Repeat nothing but the lines below running from the one containing "after a callback." to the one containing "pub trait App". Keep both end lines.

Source records:
== Segment start ==
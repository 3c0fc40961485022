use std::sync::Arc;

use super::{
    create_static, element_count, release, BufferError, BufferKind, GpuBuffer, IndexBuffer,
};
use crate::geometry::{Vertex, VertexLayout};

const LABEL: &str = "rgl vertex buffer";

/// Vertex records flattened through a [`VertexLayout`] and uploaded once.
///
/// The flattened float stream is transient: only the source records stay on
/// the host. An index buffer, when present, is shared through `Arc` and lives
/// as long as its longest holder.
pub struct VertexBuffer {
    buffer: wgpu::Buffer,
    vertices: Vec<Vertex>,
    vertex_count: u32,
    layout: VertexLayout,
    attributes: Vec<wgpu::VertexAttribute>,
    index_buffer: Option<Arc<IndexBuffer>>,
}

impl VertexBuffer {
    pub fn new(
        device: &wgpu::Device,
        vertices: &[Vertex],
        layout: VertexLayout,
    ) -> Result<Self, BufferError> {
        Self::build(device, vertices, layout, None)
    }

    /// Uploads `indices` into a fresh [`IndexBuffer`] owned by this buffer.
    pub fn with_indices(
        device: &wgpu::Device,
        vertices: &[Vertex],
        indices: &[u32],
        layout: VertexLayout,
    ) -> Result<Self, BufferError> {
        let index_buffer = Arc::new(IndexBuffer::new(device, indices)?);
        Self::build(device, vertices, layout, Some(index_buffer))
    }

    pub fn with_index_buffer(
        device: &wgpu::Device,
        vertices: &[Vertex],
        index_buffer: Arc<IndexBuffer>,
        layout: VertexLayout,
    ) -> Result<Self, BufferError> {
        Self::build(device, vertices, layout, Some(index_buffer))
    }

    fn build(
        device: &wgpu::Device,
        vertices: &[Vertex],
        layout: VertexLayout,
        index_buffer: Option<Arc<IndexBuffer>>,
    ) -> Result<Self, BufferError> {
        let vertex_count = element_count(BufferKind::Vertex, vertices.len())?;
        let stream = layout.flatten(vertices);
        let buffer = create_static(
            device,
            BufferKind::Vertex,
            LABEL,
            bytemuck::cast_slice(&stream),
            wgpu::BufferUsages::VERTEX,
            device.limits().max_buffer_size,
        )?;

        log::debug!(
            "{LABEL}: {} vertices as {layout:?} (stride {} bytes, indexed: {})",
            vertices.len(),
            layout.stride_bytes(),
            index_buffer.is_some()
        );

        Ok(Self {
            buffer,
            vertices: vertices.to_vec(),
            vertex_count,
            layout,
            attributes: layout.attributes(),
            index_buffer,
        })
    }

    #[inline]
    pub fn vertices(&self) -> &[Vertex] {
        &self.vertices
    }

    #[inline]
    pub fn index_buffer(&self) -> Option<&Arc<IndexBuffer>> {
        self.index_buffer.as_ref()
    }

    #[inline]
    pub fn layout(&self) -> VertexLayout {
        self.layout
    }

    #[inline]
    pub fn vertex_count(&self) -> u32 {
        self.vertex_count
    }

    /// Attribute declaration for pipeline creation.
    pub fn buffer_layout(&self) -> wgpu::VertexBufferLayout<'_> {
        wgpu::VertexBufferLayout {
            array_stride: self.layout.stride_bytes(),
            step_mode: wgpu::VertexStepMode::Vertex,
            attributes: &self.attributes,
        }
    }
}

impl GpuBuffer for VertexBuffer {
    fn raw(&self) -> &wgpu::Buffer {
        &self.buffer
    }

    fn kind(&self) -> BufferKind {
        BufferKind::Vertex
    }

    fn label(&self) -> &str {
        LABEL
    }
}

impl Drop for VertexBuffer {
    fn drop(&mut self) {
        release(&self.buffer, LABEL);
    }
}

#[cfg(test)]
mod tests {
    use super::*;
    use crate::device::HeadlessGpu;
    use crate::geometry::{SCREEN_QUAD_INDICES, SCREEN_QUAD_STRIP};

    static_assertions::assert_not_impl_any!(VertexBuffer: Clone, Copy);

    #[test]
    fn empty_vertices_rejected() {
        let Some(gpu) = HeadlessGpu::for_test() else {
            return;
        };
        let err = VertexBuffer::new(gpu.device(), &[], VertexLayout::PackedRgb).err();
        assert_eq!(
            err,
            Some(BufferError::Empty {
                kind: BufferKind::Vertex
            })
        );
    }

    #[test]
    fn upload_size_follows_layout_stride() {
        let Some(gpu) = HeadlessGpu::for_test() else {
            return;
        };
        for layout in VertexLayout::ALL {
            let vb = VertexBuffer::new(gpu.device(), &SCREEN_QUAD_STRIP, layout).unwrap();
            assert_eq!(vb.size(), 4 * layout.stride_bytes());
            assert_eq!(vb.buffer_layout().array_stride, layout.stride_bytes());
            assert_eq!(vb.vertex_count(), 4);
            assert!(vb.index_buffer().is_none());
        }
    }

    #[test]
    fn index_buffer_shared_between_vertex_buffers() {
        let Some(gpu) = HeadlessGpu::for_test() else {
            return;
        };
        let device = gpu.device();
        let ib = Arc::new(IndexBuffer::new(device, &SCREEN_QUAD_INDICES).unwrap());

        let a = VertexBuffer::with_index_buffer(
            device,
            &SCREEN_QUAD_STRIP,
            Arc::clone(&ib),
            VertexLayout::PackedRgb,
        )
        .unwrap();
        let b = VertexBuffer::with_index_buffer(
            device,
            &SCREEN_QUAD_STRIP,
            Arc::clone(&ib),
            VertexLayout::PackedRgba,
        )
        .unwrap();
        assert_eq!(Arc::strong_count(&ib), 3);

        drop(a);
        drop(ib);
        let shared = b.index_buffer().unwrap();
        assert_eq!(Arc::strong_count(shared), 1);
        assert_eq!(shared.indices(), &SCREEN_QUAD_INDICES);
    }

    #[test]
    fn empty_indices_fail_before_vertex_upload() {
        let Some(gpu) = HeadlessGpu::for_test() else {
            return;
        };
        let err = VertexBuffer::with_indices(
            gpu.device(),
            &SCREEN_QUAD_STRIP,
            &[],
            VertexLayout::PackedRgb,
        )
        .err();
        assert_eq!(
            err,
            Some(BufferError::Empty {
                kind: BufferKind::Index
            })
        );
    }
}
== Segment end ==
== Segment start ==
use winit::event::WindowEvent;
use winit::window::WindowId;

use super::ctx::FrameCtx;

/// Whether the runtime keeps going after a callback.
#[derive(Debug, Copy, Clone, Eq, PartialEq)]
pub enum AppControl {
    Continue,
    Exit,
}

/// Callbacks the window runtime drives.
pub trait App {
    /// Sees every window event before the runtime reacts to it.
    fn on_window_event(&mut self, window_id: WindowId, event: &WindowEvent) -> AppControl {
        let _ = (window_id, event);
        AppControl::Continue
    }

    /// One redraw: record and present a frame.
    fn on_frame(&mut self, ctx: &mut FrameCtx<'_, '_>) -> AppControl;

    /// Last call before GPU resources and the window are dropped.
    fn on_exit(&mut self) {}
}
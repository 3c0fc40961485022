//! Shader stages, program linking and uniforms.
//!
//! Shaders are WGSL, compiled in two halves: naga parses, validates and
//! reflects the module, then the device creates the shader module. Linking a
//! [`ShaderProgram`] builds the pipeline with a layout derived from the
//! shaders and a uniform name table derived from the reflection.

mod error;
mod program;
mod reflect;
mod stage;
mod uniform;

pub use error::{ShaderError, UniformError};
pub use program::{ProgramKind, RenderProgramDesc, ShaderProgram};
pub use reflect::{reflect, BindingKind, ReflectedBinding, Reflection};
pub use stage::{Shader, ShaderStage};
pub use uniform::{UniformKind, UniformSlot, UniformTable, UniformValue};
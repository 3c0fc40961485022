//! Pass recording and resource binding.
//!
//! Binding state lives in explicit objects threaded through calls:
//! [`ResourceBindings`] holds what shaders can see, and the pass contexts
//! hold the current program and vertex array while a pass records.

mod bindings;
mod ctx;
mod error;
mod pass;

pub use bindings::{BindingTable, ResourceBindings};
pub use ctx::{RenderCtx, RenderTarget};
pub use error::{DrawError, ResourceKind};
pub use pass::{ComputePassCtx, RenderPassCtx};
== Segment end ==
#### Exercise solution:
/// Whether the runtime keeps going after a callback.
#[derive(Debug, Copy, Clone, Eq, PartialEq)]
pub enum AppControl {
    Continue,
    Exit,
}

/// Callbacks the window runtime drives.
pub trait App {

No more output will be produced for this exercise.